Haruki Murakami | Blind Willow, Sleeping Woman

by - February 20, 2015

Blind Willow, Sleeping Woman 
by Haruki Murakami

The 25-year-old narrator returns to his hometown after a five-year absence. He accompanies his 14-year-old cousin to the hospital. The cousin's right ear is damaged, and his hearing is ruined. Although previous treatments have been unsuccessful, a new ear specialist is going to perform a procedure on the boy's ear.

The narrator recalls another trip he took to a hospital eight years earlier. At that time, he and a high school friend visited a girl who was having an operation on her rib. The girl had composed a poem based on a dream she had. She told the story to her two visitors and illustrated it by drawing a picture on a napkin. Her tale involved miniscule flies that crept into a woman's ear causing her to fall asleep. While she slept, the insects eventually devoured her flesh. A man attempted to awake (and save) her, but it was too late. The narrator remembers that his high school friend died not long afterwards.

The cousin's appointment with the ear doctor ends with a sack of medication and little likelihood that the day's treatment will restore his hearing. The narrator and his cousin eat in the hospital cafeteria. The boy asks the narrator to gaze inside his ears, and the narrator marvels at the structure and mystery of the human ear. He decides his cousin's ear appears normal. Soon, the narrator's mind once again drifts back to a summer eight years ago and memories of his lost friend.

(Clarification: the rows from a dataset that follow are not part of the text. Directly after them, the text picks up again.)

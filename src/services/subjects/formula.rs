//! 最终成绩公式的保存与校验

use actix_web::{HttpRequest, HttpResponse, Result as ActixResult};
use std::sync::Arc;
use tracing::info;

use super::SubjectService;
use crate::errors::NotaDezError;
use crate::formula::{self, Formula};
use crate::models::{
    ApiResponse, ErrorCode,
    subjects::{requests::UpdateFormulaRequest, responses::FormulaValidationResponse},
};
use crate::services::access::{current_user_id, ensure_owner};
use crate::services::{bad_request, error_response, not_found};
use crate::storage::{OwnedResource, Storage};

/// 去掉首尾空白，空字符串视为清除
pub(crate) fn normalize_formula(formula: Option<&str>) -> Option<&str> {
    formula.map(str::trim).filter(|f| !f.is_empty())
}

/// 按学科当前的成绩组成项校验公式
pub(crate) async fn check_against_components(
    storage: &Arc<dyn Storage>,
    subject_id: i64,
    source: &str,
) -> Result<(), HttpResponse> {
    let components = storage
        .list_components(subject_id)
        .await
        .map_err(|e| error_response(&e, ErrorCode::Conflict))?;
    let abbreviations: Vec<&str> = components.iter().map(|c| c.abbreviation.as_str()).collect();

    match formula::validate_formula(source, &abbreviations) {
        Ok(_) => Ok(()),
        Err(NotaDezError::Formula(msg)) => Err(bad_request(ErrorCode::FormulaInvalid, msg)),
        Err(e) => Err(bad_request(ErrorCode::FormulaIncomplete, e.message())),
    }
}

/// 只检查语法（创建学科时尚无组成项）
pub(crate) fn check_syntax(source: &str) -> Result<(), HttpResponse> {
    Formula::parse(source)
        .map(|_| ())
        .map_err(|e| bad_request(ErrorCode::FormulaInvalid, e.message()))
}

pub async fn update_formula(
    service: &SubjectService,
    request: &HttpRequest,
    subject_id: i64,
    data: UpdateFormulaRequest,
) -> ActixResult<HttpResponse> {
    let storage = service.get_storage(request);
    let user_id = match current_user_id(request) {
        Ok(id) => id,
        Err(resp) => return Ok(resp),
    };
    if let Err(resp) = ensure_owner(&storage, user_id, OwnedResource::Subject, subject_id).await {
        return Ok(resp);
    }

    let source = normalize_formula(data.formula.as_deref()).map(str::to_string);
    if let Some(ref source) = source
        && let Err(resp) = check_against_components(&storage, subject_id, source).await
    {
        return Ok(resp);
    }

    match storage.update_subject_formula(subject_id, source).await {
        Ok(Some(subject)) => {
            info!(
                "Subject {} formula {}",
                subject_id,
                if subject.final_grade_formula.is_some() { "updated" } else { "cleared" }
            );
            Ok(HttpResponse::Ok().json(ApiResponse::success(subject, "Formula saved successfully")))
        }
        Ok(None) => Ok(not_found(ErrorCode::SubjectNotFound, "Subject not found")),
        Err(e) => Ok(error_response(&e, ErrorCode::Conflict)),
    }
}

pub async fn validate_formula(
    service: &SubjectService,
    request: &HttpRequest,
    subject_id: i64,
    data: UpdateFormulaRequest,
) -> ActixResult<HttpResponse> {
    let storage = service.get_storage(request);
    let user_id = match current_user_id(request) {
        Ok(id) => id,
        Err(resp) => return Ok(resp),
    };
    if let Err(resp) = ensure_owner(&storage, user_id, OwnedResource::Subject, subject_id).await {
        return Ok(resp);
    }

    let components = match storage.list_components(subject_id).await {
        Ok(components) => components,
        Err(e) => return Ok(error_response(&e, ErrorCode::Conflict)),
    };
    let abbreviations: Vec<&str> = components.iter().map(|c| c.abbreviation.as_str()).collect();

    let response = build_validation(normalize_formula(data.formula.as_deref()), &abbreviations);
    Ok(HttpResponse::Ok().json(ApiResponse::success(response, "Formula checked")))
}

fn build_validation(source: Option<&str>, abbreviations: &[&str]) -> FormulaValidationResponse {
    let Some(source) = source else {
        return FormulaValidationResponse {
            valid: false,
            missing: abbreviations.iter().map(|a| a.to_string()).collect(),
            unknown: Vec::new(),
            message: Some("Formula is empty".to_string()),
        };
    };

    match Formula::parse(source) {
        Ok(parsed) => {
            let check = parsed.check(abbreviations);
            FormulaValidationResponse {
                valid: check.is_valid(),
                message: check.message(),
                missing: check.missing,
                unknown: check.unknown,
            }
        }
        Err(e) => FormulaValidationResponse {
            valid: false,
            missing: Vec::new(),
            unknown: Vec::new(),
            message: Some(e.message().to_string()),
        },
    }
}

#[cfg(test)]
mod tests {
    use super::*;
    use actix_web::http::StatusCode;

    #[test]
    fn test_normalize_formula() {
        assert_eq!(normalize_formula(Some("  P1 + P2 ")), Some("P1 + P2"));
        assert_eq!(normalize_formula(Some("   ")), None);
        assert_eq!(normalize_formula(None), None);
    }

    #[test]
    fn test_check_syntax() {
        assert!(check_syntax("(P1 + P2) / 2").is_ok());
        let resp = check_syntax("P1 +").unwrap_err();
        assert_eq!(resp.status(), StatusCode::BAD_REQUEST);
    }

    #[test]
    fn test_build_validation_lists_missing_and_unknown() {
        let result = build_validation(Some("P1 * 0.5 + X"), &["P1", "P2"]);
        assert!(!result.valid);
        assert_eq!(result.missing, vec!["P2".to_string()]);
        assert_eq!(result.unknown, vec!["X".to_string()]);
        assert!(result.message.is_some());

        let result = build_validation(Some("MAX(P1, P2)"), &["P1", "P2"]);
        assert!(result.valid);
        assert!(result.message.is_none());
    }

    #[test]
    fn test_build_validation_syntax_error() {
        let result = build_validation(Some("P1 ** 2"), &["P1"]);
        assert!(!result.valid);
        assert!(result.message.is_some());
    }

    #[test]
    fn test_build_validation_empty_formula() {
        let result = build_validation(None, &["P1"]);
        assert!(!result.valid);
        assert_eq!(result.missing, vec!["P1".to_string()]);
    }
}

When I closed my eyes, the scent of the wind wafted up toward me. A May wind, swelling up like a piece of fruit, with a rough outer skin, slimy flesh, dozens of seeds like gentle buckshot into the bare skin of my arms, leaving behind a faint trace of pain.

To be honest, Haruki Murakami was not an easy read for me. When I first read his books, I found it hard to follow through the stories. It was only until now when I read Blind Willow, Sleeping woman that I understood, and appreciated his kind of writing. I am hooked! I love Murakami’s characters and their loneliness, the silent suffering they go through and the fact that you are never really sure whether they are daydreaming, dreaming, having superpowers or are just being highly sensitive. The story reads like a daydream. A fairy tale of sorts that is built into the narrative. What little action takes place occurs in one of three settings: a bus, the hospital cafeteria, and especially the narrator's memory. Recollection can offer comfort but can also create pain. The distinction between recall and illusion is sometimes blurry, and it takes you to that place on being in one of the thoughts of the character. Reminiscence has the power to preserve the past as well as connect us to the present as it takes us back and forth it same as the character.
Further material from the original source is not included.